Stored items:
»»

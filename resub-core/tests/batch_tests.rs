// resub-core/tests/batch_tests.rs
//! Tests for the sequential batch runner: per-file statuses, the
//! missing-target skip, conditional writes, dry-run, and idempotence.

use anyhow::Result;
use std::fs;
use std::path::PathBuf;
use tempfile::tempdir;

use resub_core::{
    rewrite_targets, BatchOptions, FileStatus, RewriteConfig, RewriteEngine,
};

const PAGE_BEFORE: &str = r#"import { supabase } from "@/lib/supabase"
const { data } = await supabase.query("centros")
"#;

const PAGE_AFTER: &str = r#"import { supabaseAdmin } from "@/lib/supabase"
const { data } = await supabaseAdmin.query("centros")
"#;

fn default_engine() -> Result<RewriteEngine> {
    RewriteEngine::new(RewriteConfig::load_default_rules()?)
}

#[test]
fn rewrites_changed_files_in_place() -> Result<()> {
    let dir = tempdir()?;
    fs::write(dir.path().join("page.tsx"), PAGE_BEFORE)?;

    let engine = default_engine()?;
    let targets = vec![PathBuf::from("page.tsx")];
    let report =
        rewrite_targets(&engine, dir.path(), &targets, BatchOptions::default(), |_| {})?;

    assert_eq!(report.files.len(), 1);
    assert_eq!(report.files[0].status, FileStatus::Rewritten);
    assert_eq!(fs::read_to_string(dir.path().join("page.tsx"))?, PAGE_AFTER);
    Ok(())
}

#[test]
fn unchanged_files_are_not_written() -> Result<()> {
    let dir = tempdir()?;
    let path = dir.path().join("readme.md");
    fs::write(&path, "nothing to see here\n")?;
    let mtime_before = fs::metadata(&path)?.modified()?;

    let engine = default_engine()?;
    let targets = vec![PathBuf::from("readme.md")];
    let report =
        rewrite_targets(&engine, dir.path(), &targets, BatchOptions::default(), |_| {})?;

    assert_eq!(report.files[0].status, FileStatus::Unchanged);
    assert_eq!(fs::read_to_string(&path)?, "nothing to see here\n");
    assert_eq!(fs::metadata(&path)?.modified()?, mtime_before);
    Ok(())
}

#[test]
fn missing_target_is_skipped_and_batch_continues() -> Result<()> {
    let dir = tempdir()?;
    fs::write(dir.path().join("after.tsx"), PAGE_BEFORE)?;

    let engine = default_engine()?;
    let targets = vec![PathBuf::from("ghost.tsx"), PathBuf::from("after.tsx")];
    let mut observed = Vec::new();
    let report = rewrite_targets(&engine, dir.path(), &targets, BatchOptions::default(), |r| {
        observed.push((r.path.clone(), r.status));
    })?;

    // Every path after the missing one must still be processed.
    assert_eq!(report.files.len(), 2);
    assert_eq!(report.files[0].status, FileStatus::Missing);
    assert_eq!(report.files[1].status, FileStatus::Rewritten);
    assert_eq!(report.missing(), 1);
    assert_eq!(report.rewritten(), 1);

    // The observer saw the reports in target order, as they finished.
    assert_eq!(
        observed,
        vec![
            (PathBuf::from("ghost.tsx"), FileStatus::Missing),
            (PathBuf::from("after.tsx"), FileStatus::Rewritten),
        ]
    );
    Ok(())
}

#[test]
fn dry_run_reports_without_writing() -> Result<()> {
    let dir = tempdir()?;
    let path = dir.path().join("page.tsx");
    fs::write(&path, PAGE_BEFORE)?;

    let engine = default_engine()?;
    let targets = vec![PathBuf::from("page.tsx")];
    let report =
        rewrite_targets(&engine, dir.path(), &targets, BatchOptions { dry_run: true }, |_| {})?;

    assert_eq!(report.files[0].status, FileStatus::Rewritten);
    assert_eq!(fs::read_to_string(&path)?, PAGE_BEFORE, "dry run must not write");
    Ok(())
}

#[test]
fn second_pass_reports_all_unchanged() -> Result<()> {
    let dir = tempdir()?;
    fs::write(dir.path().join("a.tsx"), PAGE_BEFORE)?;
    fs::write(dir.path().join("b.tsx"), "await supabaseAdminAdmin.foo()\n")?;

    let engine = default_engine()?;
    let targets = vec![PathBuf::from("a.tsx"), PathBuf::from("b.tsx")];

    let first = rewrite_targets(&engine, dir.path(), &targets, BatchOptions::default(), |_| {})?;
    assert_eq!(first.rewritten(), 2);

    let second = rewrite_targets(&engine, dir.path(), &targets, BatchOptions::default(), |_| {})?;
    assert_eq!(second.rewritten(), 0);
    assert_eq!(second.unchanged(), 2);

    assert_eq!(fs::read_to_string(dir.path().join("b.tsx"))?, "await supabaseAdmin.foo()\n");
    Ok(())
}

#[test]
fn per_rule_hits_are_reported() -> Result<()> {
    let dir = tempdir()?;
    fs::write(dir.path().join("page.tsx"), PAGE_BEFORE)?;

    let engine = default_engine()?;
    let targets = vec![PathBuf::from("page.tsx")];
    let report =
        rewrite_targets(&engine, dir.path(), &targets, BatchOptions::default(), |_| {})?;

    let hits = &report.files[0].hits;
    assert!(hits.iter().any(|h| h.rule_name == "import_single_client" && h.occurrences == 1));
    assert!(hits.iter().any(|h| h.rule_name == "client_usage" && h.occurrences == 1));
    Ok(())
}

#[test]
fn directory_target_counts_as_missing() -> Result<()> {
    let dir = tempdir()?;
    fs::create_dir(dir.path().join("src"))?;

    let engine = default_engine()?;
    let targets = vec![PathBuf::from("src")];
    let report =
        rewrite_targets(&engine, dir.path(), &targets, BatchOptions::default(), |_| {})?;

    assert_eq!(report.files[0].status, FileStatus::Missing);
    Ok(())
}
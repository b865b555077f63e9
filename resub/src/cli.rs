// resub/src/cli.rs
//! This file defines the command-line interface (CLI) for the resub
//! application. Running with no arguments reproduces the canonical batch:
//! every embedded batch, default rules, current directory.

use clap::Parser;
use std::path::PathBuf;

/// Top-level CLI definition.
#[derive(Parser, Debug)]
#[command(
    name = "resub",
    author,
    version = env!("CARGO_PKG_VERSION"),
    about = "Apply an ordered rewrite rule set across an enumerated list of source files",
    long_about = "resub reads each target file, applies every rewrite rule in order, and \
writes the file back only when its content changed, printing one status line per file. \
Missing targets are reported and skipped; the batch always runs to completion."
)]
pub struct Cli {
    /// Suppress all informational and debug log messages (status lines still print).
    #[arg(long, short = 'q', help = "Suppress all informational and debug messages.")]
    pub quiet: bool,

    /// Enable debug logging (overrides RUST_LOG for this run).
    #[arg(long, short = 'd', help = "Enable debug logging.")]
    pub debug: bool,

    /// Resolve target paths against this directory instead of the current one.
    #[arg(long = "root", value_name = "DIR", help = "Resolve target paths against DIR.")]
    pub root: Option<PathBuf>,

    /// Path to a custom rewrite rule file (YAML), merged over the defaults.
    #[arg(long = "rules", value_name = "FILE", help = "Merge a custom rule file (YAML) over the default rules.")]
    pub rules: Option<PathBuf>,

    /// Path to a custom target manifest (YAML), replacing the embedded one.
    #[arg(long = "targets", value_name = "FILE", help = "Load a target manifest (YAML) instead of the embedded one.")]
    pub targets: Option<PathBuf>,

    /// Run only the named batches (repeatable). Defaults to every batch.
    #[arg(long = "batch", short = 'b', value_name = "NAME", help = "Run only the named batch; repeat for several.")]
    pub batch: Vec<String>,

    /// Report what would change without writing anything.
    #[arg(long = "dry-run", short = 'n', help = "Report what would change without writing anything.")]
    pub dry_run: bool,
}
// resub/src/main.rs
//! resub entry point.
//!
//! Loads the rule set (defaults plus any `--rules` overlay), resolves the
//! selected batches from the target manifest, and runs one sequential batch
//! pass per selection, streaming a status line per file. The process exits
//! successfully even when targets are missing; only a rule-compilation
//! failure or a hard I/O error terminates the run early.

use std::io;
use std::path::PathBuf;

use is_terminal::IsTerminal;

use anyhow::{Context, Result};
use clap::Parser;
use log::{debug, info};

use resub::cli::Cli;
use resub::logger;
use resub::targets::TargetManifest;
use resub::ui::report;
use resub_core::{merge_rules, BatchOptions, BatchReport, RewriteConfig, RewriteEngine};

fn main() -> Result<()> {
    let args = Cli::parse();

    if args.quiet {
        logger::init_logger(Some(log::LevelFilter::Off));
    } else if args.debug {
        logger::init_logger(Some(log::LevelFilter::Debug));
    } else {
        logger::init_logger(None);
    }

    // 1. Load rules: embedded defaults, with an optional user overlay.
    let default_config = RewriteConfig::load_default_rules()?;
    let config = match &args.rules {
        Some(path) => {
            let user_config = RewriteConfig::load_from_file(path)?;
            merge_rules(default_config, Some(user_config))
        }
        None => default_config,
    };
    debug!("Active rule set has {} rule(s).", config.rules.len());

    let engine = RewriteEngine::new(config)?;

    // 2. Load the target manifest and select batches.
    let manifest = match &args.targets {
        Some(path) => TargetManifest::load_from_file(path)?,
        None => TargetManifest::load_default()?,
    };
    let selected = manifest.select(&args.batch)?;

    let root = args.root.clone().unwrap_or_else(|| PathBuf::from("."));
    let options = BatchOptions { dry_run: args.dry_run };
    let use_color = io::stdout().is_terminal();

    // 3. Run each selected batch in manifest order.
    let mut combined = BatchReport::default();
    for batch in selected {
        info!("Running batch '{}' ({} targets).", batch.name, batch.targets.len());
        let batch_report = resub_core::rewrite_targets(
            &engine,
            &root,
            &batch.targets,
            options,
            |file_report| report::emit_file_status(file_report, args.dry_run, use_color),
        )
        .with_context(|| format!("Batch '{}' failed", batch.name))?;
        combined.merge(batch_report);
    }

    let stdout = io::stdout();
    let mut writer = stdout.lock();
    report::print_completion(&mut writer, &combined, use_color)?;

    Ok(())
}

««
»»

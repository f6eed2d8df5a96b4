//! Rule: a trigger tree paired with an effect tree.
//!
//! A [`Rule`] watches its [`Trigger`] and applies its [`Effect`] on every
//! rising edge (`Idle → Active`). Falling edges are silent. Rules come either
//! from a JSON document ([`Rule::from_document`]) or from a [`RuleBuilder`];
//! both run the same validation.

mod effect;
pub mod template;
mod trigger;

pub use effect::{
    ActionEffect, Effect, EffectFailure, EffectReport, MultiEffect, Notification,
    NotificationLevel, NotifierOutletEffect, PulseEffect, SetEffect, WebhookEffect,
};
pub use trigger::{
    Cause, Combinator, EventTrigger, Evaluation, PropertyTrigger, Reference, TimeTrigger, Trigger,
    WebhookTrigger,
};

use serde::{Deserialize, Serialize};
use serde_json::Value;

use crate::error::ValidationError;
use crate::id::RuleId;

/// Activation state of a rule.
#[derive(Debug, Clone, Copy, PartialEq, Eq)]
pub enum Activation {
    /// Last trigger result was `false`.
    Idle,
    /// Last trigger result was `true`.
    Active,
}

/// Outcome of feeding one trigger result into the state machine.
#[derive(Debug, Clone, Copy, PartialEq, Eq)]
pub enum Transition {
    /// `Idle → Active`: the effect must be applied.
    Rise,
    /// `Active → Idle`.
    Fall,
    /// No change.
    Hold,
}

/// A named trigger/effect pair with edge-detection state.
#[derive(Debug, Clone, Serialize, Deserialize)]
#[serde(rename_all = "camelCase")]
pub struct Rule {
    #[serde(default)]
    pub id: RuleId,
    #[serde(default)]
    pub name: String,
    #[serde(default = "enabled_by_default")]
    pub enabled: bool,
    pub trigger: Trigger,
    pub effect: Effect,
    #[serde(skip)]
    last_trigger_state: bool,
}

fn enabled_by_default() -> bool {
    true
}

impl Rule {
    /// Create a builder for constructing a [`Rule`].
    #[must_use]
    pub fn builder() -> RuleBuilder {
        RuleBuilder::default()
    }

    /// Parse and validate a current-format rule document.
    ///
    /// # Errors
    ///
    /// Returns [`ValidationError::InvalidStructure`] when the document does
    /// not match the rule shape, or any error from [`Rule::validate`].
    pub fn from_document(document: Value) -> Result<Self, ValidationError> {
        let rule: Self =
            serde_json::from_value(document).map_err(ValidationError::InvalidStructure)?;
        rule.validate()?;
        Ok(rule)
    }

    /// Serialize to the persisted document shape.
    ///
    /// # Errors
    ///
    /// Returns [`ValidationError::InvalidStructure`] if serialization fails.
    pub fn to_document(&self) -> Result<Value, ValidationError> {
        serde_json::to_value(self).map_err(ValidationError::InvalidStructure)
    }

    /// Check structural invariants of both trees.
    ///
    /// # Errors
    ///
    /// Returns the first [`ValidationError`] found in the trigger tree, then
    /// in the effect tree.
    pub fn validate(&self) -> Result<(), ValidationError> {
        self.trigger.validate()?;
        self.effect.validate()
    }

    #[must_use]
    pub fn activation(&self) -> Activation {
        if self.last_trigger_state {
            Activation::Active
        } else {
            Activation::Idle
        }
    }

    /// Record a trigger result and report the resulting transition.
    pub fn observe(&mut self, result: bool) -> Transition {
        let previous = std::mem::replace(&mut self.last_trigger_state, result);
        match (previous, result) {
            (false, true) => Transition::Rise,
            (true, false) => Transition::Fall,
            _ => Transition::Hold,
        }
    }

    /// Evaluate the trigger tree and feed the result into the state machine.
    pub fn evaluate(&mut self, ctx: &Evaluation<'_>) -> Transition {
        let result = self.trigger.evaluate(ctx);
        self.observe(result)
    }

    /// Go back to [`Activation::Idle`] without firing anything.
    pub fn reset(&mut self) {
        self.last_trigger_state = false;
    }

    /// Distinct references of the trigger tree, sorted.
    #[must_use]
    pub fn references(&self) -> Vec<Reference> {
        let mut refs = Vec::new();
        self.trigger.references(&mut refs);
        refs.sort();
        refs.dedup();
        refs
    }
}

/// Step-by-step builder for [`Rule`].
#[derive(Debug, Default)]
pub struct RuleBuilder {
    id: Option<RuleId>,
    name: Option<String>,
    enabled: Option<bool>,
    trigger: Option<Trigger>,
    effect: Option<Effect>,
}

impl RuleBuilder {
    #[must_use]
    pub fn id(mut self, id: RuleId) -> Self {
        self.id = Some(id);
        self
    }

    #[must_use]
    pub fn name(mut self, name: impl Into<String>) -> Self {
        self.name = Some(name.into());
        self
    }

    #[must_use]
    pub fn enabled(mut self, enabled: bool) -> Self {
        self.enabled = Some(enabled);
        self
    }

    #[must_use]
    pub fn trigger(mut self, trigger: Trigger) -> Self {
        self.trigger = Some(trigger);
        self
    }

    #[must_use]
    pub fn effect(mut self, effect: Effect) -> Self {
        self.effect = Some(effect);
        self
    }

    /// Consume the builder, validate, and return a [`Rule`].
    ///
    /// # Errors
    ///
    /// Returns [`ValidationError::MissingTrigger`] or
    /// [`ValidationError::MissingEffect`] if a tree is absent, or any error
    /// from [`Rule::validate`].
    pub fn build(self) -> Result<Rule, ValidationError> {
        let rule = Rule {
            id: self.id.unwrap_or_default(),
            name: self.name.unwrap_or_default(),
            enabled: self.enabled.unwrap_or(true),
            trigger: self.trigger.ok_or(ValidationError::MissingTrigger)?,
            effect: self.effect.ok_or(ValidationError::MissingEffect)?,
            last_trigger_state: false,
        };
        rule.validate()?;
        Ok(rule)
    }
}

««

▶ **How to complete this task**: Search the entries for the string "Returns". Copy every line that has it.

▶ **Exercise solution**:
    /// Returns [`ValidationError::InvalidStructure`] when the document does
    /// Returns [`ValidationError::InvalidStructure`] if serialization fails.
    /// Returns the first [`ValidationError`] found in the trigger tree, then
    /// Returns [`ValidationError::MissingTrigger`] or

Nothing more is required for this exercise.